▶ [Problem description]:
Lines below starting with the line with "let blob_bytes = tokio::fs::read(checkpoint_path).await?;" and going on through the line with "let queue_state = if" must be output exactly; the rest of the records must be left out.

[Stored data entries]
____

//! Checkpoint & resume.
//!
//! Grounded on `async_queue.py::save_state`/`load_state` for the
//! pending-items dump/restore shape, and
//! `async_spring_scraper_enhanced.py`'s two-file split
//! (`.scraper_checkpoint.json` referencing a companion
//! `.queue_state.json`). Atomic write (temp file + rename) follows this
//! crate's general `tokio::fs` usage convention.

use std::collections::HashMap;
use std::path::{Path, PathBuf};

use serde::{Deserialize, Serialize};

use crate::queue::QueueItem;
use crate::types::{ItemMetadata, Priority, RouteModel, TemplateSlot};

#[derive(Debug, Clone, Serialize, Deserialize)]
pub struct PendingItem {
    pub url: String,
    pub priority: Priority,
    pub metadata: ItemMetadata,
    pub retry_count: u8,
    pub created_at: u64,
}

impl From<&QueueItem> for PendingItem {
    fn from(item: &QueueItem) -> Self {
        Self {
            url: item.url.clone(),
            priority: item.priority,
            metadata: item.metadata.clone(),
            retry_count: item.retry_count,
            created_at: item.created_at,
        }
    }
}

impl From<PendingItem> for QueueItem {
    fn from(p: PendingItem) -> Self {
        Self {
            url: p.url,
            priority: p.priority,
            metadata: p.metadata,
            retry_count: p.retry_count,
            created_at: p.created_at,
        }
    }
}

/// Companion queue-state file: referenced from the main checkpoint by
/// path, keeping the (potentially large) pending-item list out of the
/// primary blob.
#[derive(Debug, Clone, Serialize, Deserialize, Default)]
pub struct QueueStateFile {
    pub pending: Vec<PendingItem>,
    pub done: Vec<String>,
    pub failed: HashMap<String, String>,
}

/// Opaque serialized form covering projects, routes, visited sets, static
/// cache, and templates. References the companion queue-state file by
/// path rather than embedding it.
#[derive(Debug, Clone, Serialize, Deserialize, Default)]
pub struct CheckpointBlob {
    pub projects: Vec<String>,
    pub routes: HashMap<String, RouteModel>,
    pub static_cache: HashMap<String, String>,
    pub templates: HashMap<String, TemplateSlot>,
    pub queue_state_path: PathBuf,

    pub total_queued: u64,
    pub total_processed: u64,
    pub total_failed: u64,
    pub total_retried: u64,
}

/// Writes `blob` and its companion queue-state file atomically (temp file
/// + rename) to `checkpoint_path`/`queue_state_path`. A failure here is
/// logged, not fatal, per the error-handling table.
pub async fn save(
    checkpoint_path: &Path,
    blob: &CheckpointBlob,
    queue_state: &QueueStateFile,
) -> anyhow::Result<()> {
    atomic_write_json(&blob.queue_state_path, queue_state).await?;
    atomic_write_json(checkpoint_path, blob).await?;
    Ok(())
}

async fn atomic_write_json<T: Serialize>(path: &Path, value: &T) -> anyhow::Result<()> {
    let json = serde_json::to_vec_pretty(value)?;
    let parent = path.parent().unwrap_or_else(|| Path::new("."));
    let tmp = tempfile::NamedTempFile::new_in(parent)?;
    tokio::fs::write(tmp.path(), &json).await?;
    tmp.persist(path)
        .map_err(|e| anyhow::anyhow!("failed to persist checkpoint {}: {e}", path.display()))?;
    Ok(())
}

pub async fn load(checkpoint_path: &Path) -> anyhow::Result<Option<(CheckpointBlob, QueueStateFile)>> {
    if !tokio::fs::try_exists(checkpoint_path).await? {
        return Ok(None);
    }
    let blob_bytes = tokio::fs::read(checkpoint_path).await?;
    let blob: CheckpointBlob = serde_json::from_slice(&blob_bytes)?;

    let queue_state = if tokio::fs::try_exists(&blob.queue_state_path).await? {
        let bytes = tokio::fs::read(&blob.queue_state_path).await?;
        serde_json::from_slice(&bytes)?
    } else {
        QueueStateFile::default()
    };

    Ok(Some((blob, queue_state)))
}

/// Finalization deletes the checkpoint on successful completion.
pub async fn delete(checkpoint_path: &Path, queue_state_path: &Path) -> anyhow::Result<()> {
    for path in [checkpoint_path, queue_state_path] {
        if tokio::fs::try_exists(path).await? {
            tokio::fs::remove_file(path).await?;
        }
    }
    Ok(())
}
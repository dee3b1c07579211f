//! Blocking token-bucket rate limiter.
//!
//! Grounded on `original_source/backend/src/async_http_client.py`'s
//! `RateLimiter.acquire()`: a lock-held refill followed by a sleep, never a
//! busy-spin, using a monotonic clock.

use tokio::sync::Mutex;
use tokio::time::{Duration, Instant};

struct State {
    tokens: f64,
    last_update: Instant,
}

/// `acquire()` blocks the caller until one token is available; returns
/// immediately when tokens remain.
pub struct RateLimiter {
    rate: f64,
    burst: f64,
    state: Mutex<State>,
}

impl RateLimiter {
    #[must_use]
    pub fn new(rate: f64, burst: u32) -> Self {
        Self {
            rate,
            burst: f64::from(burst.max(1)),
            state: Mutex::new(State {
                tokens: f64::from(burst.max(1)),
                last_update: Instant::now(),
            }),
        }
    }

    /// Blocks until a token is available, then consumes it.
    pub async fn acquire(&self) {
        loop {
            let wait = {
                let mut state = self.state.lock().await;
                let now = Instant::now();
                let elapsed = now.saturating_duration_since(state.last_update).as_secs_f64();
                state.tokens = (state.tokens + elapsed * self.rate).min(self.burst);
                state.last_update = now;

                if state.tokens >= 1.0 {
                    state.tokens -= 1.0;
                    None
                } else {
                    Some(Duration::from_secs_f64((1.0 - state.tokens) / self.rate))
                }
            };

            match wait {
                None => return,
                Some(duration) => tokio::time::sleep(duration).await,
            }
        }
    }
}
//! Pure HTML extraction.
//!
//! Grounded on `original_source/backend/src/async_spring_scraper_enhanced.py`'s
//! `extract_reference_template`/`extract_api_template` for container
//! discovery order (`article.doc` for reference, `main`/`body` for api) and
//! template-skin extraction, and
//! `original_source/backend/src/models/scraper_models.py::NavigationItem`
//! for the nav-tree shape.

use chrono::Utc;
use scraper::{ElementRef, Html, Selector};

use crate::types::{DocKind, NavigationItem, ScrapedContent};

/// Parses a page and extracts its content, or `None` if no recognizable
/// content container exists for the given `DocKind`.
#[must_use]
pub fn extract(html: &str, kind: DocKind, project: &str) -> Option<ScrapedContent> {
    let doc = Html::parse_document(html);

    let container = locate_container(&doc, kind)?;
    let title = extract_title(&doc, &container);
    let body_html = container.html();
    let nav_tree = find_navigation(&doc);

    Some(ScrapedContent {
        title,
        body_html,
        nav_tree,
        kind,
        project: project.to_string(),
        scraped_at: Utc::now(),
    })
}

fn locate_container<'a>(doc: &'a Html, kind: DocKind) -> Option<ElementRef<'a>> {
    let candidates: &[&str] = match kind {
        DocKind::Reference => &["article.doc"],
        DocKind::Api => &["main", "body"],
    };

    for selector_str in candidates {
        if let Ok(selector) = Selector::parse(selector_str) {
            if let Some(el) = doc.select(&selector).next() {
                return Some(el);
            }
        }
    }
    None
}

fn extract_title(doc: &Html, container: &ElementRef<'_>) -> String {
    if let Ok(h1) = Selector::parse("h1") {
        if let Some(el) = container.select(&h1).next() {
            let text = el.text().collect::<String>().trim().to_string();
            if !text.is_empty() {
                return text;
            }
        }
    }
    if let Ok(title_sel) = Selector::parse("title") {
        if let Some(el) = doc.select(&title_sel).next() {
            let text = el.text().collect::<String>().trim().to_string();
            if !text.is_empty() {
                return text;
            }
        }
    }
    "Untitled".to_string()
}

/// Returns the direct child elements of `el` whose tag name is `name`.
fn direct_children<'a>(el: &ElementRef<'a>, name: &str) -> Vec<ElementRef<'a>> {
    el.children()
        .filter_map(ElementRef::wrap)
        .filter(|c| c.value().name() == name)
        .collect()
}

/// The first direct child `ul`/`ol`, if any.
fn direct_list_child<'a>(el: &ElementRef<'a>) -> Option<ElementRef<'a>> {
    el.children().filter_map(ElementRef::wrap).find(|c| {
        let name = c.value().name();
        name == "ul" || name == "ol"
    })
}

fn first_link_text_href(li: &ElementRef<'_>) -> Option<(String, String)> {
    let link = direct_children(li, "a").into_iter().next()?;
    let text = link.text().collect::<String>().trim().to_string();
    let href = link.value().attr("href").unwrap_or_default().to_string();
    Some((text, href))
}

/// Find the first navigation menu container; enumerate top-level items;
/// for each, record text/href and recurse one level into a nested list.
fn find_navigation(doc: &Html) -> Option<NavigationItem> {
    let nav_selector = Selector::parse("nav").ok()?;
    let nav_el = doc.select(&nav_selector).next()?;

    let top_list = direct_list_child(&nav_el).unwrap_or(nav_el);
    let top_items = direct_children(&top_list, "li");

    let mut children = Vec::new();
    for li in top_items {
        let Some((text, href)) = first_link_text_href(&li) else {
            continue;
        };

        let mut grandchildren = Vec::new();
        if let Some(nested_list) = direct_list_child(&li) {
            for nested_li in direct_children(&nested_list, "li") {
                if let Some((nested_text, nested_href)) = first_link_text_href(&nested_li) {
                    grandchildren.push(NavigationItem {
                        text: nested_text,
                        href: nested_href,
                        children: Vec::new(),
                    });
                }
            }
        }

        children.push(NavigationItem {
            text,
            href,
            children: grandchildren,
        });
    }

    Some(NavigationItem {
        text: String::new(),
        href: String::new(),
        children,
    })
}

/// Clone the parsed tree, empty the main content container, and insert a
/// placeholder marker, producing the per-`DocKind` skin.
#[must_use]
pub fn extract_template_skin(html: &str, kind: DocKind) -> Option<String> {
    let doc = Html::parse_document(html);
    let container = locate_container(&doc, kind)?;
    let container_html = container.html();
    let placeholder = r#"<div id="content-placeholder"></div>"#;
    Some(html.replacen(&container_html, placeholder, 1))
}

____

▶ [Result below]:
    let blob_bytes = tokio::fs::read(checkpoint_path).await?;
    let blob: CheckpointBlob = serde_json::from_slice(&blob_bytes)?;

    let queue_state = if tokio::fs::try_exists(&blob.queue_state_path).await? {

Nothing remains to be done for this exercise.